**TASK PROMPT**
Which lines of the entries contain the string "entities"? Please find them and copy them.
Top of THE RECORDS
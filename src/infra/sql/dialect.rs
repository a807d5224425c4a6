use std::fmt::Debug;

use crate::domain::entities::field::ColumnRef;
use crate::domain::entities::filter::FullTextMode;
use crate::domain::entities::predicate::Predicate;

/// SQL spelling of one backend.
///
/// Every literal a dialect writes goes through [`Dialect::quote_value`] and
/// every identifier through [`Dialect::quote_identifier`].
pub trait Dialect: Debug + Send + Sync {
    fn name(&self) -> &'static str;

    fn quote_identifier(&self, ident: &str) -> String;

    fn quote_value(&self, value: &str) -> String;

    /// `LIMIT`/`OFFSET` tail; `count` of `None` means unbounded.
    fn limit_clause(&self, count: Option<u64>, offset: u64) -> String;

    fn set_contains(&self, column: &str, member: &str) -> String;

    fn full_text(&self, columns: &[String], term: &str, mode: FullTextMode) -> String;

    fn column(&self, column: &ColumnRef) -> String {
        format!(
            "{}.{}",
            self.quote_identifier(&column.alias),
            self.quote_identifier(&column.column)
        )
    }

    fn like(&self, operand: &str, pattern: &str) -> String {
        format!(
            "{operand} LIKE {} ESCAPE {}",
            self.quote_value(pattern),
            self.quote_value("\\")
        )
    }

    fn render_predicate(&self, predicate: &Predicate) -> String {
        match predicate {
            Predicate::Compare { column, op, value } => format!(
                "{} {} {}",
                self.column(column),
                op.as_sql(),
                self.quote_value(value)
            ),
            Predicate::Like { column, pattern } => self.like(&self.column(column), pattern),
            Predicate::SetContains { column, member } => {
                self.set_contains(&self.column(column), member)
            }
            Predicate::FullText {
                columns,
                term,
                mode,
            } => {
                let columns = columns
                    .iter()
                    .map(|column| self.column(column))
                    .collect::<Vec<_>>();
                self.full_text(&columns, term, *mode)
            }
            Predicate::Raw(sql) => format!("({sql})"),
        }
    }
}

/// Escapes `LIKE` wildcards so `value` matches literally (escape char `\`).
pub fn escape_like(value: &str) -> String {
    let mut escaped = String::with_capacity(value.len());
    for ch in value.chars() {
        if matches!(ch, '\\' | '%' | '_') {
            escaped.push('\\');
        }
        escaped.push(ch);
    }
    escaped
}

#[derive(Debug, Clone, Copy, PartialEq, Eq)]
enum TermKind {
    Required,
    Excluded,
    Optional,
}

/// Splits a boolean-mode search string into `+word`, `-word`, `"phrase"` terms.
fn boolean_terms(term: &str) -> Vec<(TermKind, String)> {
    let mut terms = Vec::new();
    let mut chars = term.chars().peekable();

    while let Some(&ch) = chars.peek() {
        if ch.is_whitespace() {
            chars.next();
            continue;
        }

        let kind = match ch {
            '+' => {
                chars.next();
                TermKind::Required
            }
            '-' => {
                chars.next();
                TermKind::Excluded
            }
            _ => TermKind::Optional,
        };

        let mut word = String::new();
        if chars.peek() == Some(&'"') {
            chars.next();
            for next in chars.by_ref() {
                if next == '"' {
                    break;
                }
                word.push(next);
            }
        } else {
            while let Some(&next) = chars.peek() {
                if next.is_whitespace() {
                    break;
                }
                word.push(next);
                chars.next();
            }
        }

        let word = word
            .trim_matches(|c: char| matches!(c, '*' | '(' | ')' | '~' | '<' | '>' | '"'))
            .trim()
            .to_string();
        if !word.is_empty() {
            terms.push((kind, word));
        }
    }

    terms
}

#[derive(Debug, Clone, Copy, Default, PartialEq, Eq)]
pub struct SqliteDialect;

impl SqliteDialect {
    fn haystack(&self, columns: &[String]) -> String {
        let parts = columns
            .iter()
            .map(|column| format!("COALESCE({column}, '')"))
            .collect::<Vec<_>>();
        format!("({})", parts.join(" || ' ' || "))
    }

    fn contains(&self, haystack: &str, word: &str) -> String {
        self.like(haystack, &format!("%{}%", escape_like(word)))
    }
}

impl Dialect for SqliteDialect {
    fn name(&self) -> &'static str {
        "sqlite"
    }

    fn quote_identifier(&self, ident: &str) -> String {
        format!("\"{}\"", ident.replace('"', "\"\""))
    }

    fn quote_value(&self, value: &str) -> String {
        format!("'{}'", value.replace('\0', "").replace('\'', "''"))
    }

    fn limit_clause(&self, count: Option<u64>, offset: u64) -> String {
        match count {
            Some(count) => format!("LIMIT {count} OFFSET {offset}"),
            None if offset > 0 => format!("LIMIT -1 OFFSET {offset}"),
            None => String::new(),
        }
    }

    fn set_contains(&self, column: &str, member: &str) -> String {
        self.like(
            &format!("(',' || COALESCE({column}, '') || ',')"),
            &format!("%,{},%", escape_like(member)),
        )
    }

    /// SQLite has no `MATCH ... AGAINST` on ordinary tables, so matching is
    /// emulated with `LIKE` over the concatenated columns.
    fn full_text(&self, columns: &[String], term: &str, mode: FullTextMode) -> String {
        let haystack = self.haystack(columns);

        match mode {
            FullTextMode::Boolean => {
                let terms = boolean_terms(term);
                let mut clauses = Vec::new();
                let mut optional = Vec::new();
                let mut has_required = false;

                for (kind, word) in &terms {
                    match kind {
                        TermKind::Required => {
                            has_required = true;
                            clauses.push(self.contains(&haystack, word));
                        }
                        TermKind::Excluded => {
                            clauses.push(format!("NOT ({})", self.contains(&haystack, word)));
                        }
                        TermKind::Optional => optional.push(self.contains(&haystack, word)),
                    }
                }

                if !has_required {
                    if optional.is_empty() {
                        // Only exclusions: boolean mode matches nothing.
                        return "1 = 0".to_string();
                    }
                    clauses.push(format!("({})", optional.join(" OR ")));
                }

                format!("({})", clauses.join(" AND "))
            }
            FullTextMode::QueryExpansion => {
                let words = term
                    .split_whitespace()
                    .map(|word| word.trim_matches(|c: char| !c.is_alphanumeric()))
                    .filter(|word| !word.is_empty())
                    .map(|word| self.contains(&haystack, word))
                    .collect::<Vec<_>>();
                if words.is_empty() {
                    return "1 = 0".to_string();
                }
                format!("({})", words.join(" OR "))
            }
        }
    }
}

#[derive(Debug, Clone, Copy, Default, PartialEq, Eq)]
pub struct MySqlDialect;

impl Dialect for MySqlDialect {
    fn name(&self) -> &'static str {
        "mysql"
    }

    fn quote_identifier(&self, ident: &str) -> String {
        format!("`{}`", ident.replace('`', "``"))
    }

    fn quote_value(&self, value: &str) -> String {
        let mut quoted = String::with_capacity(value.len() + 2);
        quoted.push('\'');
        for ch in value.chars() {
            match ch {
                '\0' => quoted.push_str("\\0"),
                '\n' => quoted.push_str("\\n"),
                '\r' => quoted.push_str("\\r"),
                '\u{1a}' => quoted.push_str("\\Z"),
                '\\' | '\'' | '"' => {
                    quoted.push('\\');
                    quoted.push(ch);
                }
                _ => quoted.push(ch),
            }
        }
        quoted.push('\'');
        quoted
    }

    fn limit_clause(&self, count: Option<u64>, offset: u64) -> String {
        match count {
            Some(count) => format!("LIMIT {offset}, {count}"),
            None if offset > 0 => format!("LIMIT {offset}, {}", u64::MAX),
            None => String::new(),
        }
    }

    fn set_contains(&self, column: &str, member: &str) -> String {
        format!("FIND_IN_SET({}, {column}) > 0", self.quote_value(member))
    }

    fn full_text(&self, columns: &[String], term: &str, mode: FullTextMode) -> String {
        let modifier = match mode {
            FullTextMode::Boolean => "IN BOOLEAN MODE",
            FullTextMode::QueryExpansion => "WITH QUERY EXPANSION",
        };
        format!(
            "MATCH ({}) AGAINST ({} {modifier})",
            columns.join(", "),
            self.quote_value(term)
        )
    }
}

#[cfg(test)]
mod tests {
    use super::*;
    use crate::domain::entities::predicate::CompareOp;

    fn name_column() -> ColumnRef {
        ColumnRef::new("c", "name")
    }

    #[test]
    fn sqlite_quote_value_doubles_single_quotes() {
        let dialect = SqliteDialect;
        assert_eq!(dialect.quote_value("O'Brien"), "'O''Brien'");
        assert_eq!(
            dialect.quote_value("x' OR '1'='1"),
            "'x'' OR ''1''=''1'"
        );
        assert_eq!(dialect.quote_identifier("we\"ird"), "\"we\"\"ird\"");
    }

    #[test]
    fn mysql_quote_value_escapes_backslashes_and_quotes() {
        let dialect = MySqlDialect;
        assert_eq!(dialect.quote_value("it's"), "'it\\'s'");
        assert_eq!(dialect.quote_value("a\\' OR 1=1 -- "), "'a\\\\\\' OR 1=1 -- '");
        assert_eq!(dialect.quote_identifier("na`me"), "`na``me`");
    }

    #[test]
    fn compare_predicate_quotes_operand() {
        let predicate = Predicate::Compare {
            column: name_column(),
            op: CompareOp::Eq,
            value: "Zé's".to_string(),
        };
        assert_eq!(
            SqliteDialect.render_predicate(&predicate),
            "\"c\".\"name\" = 'Zé''s'"
        );
    }

    #[test]
    fn mysql_full_text_uses_native_modes() {
        let predicate = Predicate::FullText {
            columns: vec![name_column(), ColumnRef::new("c", "region")],
            term: "+euro -asia".to_string(),
            mode: FullTextMode::Boolean,
        };
        assert_eq!(
            MySqlDialect.render_predicate(&predicate),
            "MATCH (`c`.`name`, `c`.`region`) AGAINST ('+euro -asia' IN BOOLEAN MODE)"
        );

        let predicate = Predicate::FullText {
            columns: vec![name_column()],
            term: "database".to_string(),
            mode: FullTextMode::QueryExpansion,
        };
        assert_eq!(
            MySqlDialect.render_predicate(&predicate),
            "MATCH (`c`.`name`) AGAINST ('database' WITH QUERY EXPANSION)"
        );
    }

    #[test]
    fn boolean_terms_split_operators_and_phrases() {
        assert_eq!(
            boolean_terms("+apple -\"red fruit\" pear*"),
            vec![
                (TermKind::Required, "apple".to_string()),
                (TermKind::Excluded, "red fruit".to_string()),
                (TermKind::Optional, "pear".to_string()),
            ]
        );
    }

    #[test]
    fn sqlite_boolean_with_only_exclusions_matches_nothing() {
        assert_eq!(
            SqliteDialect.full_text(&["\"c\".\"name\"".to_string()], "-spam", FullTextMode::Boolean),
            "1 = 0"
        );
    }

    #[test]
    fn escape_like_protects_wildcards() {
        assert_eq!(escape_like("50%_off\\"), "50\\%\\_off\\\\");
    }

    #[test]
    fn limit_clauses_match_backend_syntax() {
        assert_eq!(SqliteDialect.limit_clause(Some(10), 20), "LIMIT 10 OFFSET 20");
        assert_eq!(SqliteDialect.limit_clause(None, 5), "LIMIT -1 OFFSET 5");
        assert_eq!(SqliteDialect.limit_clause(None, 0), "");
        assert_eq!(MySqlDialect.limit_clause(Some(10), 20), "LIMIT 20, 10");
    }
}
Bottom of THE RECORDS
**EXERCISE ANSWER**
use crate::domain::entities::field::ColumnRef;
use crate::domain::entities::filter::FullTextMode;
use crate::domain::entities::predicate::Predicate;
    use crate::domain::entities::predicate::CompareOp;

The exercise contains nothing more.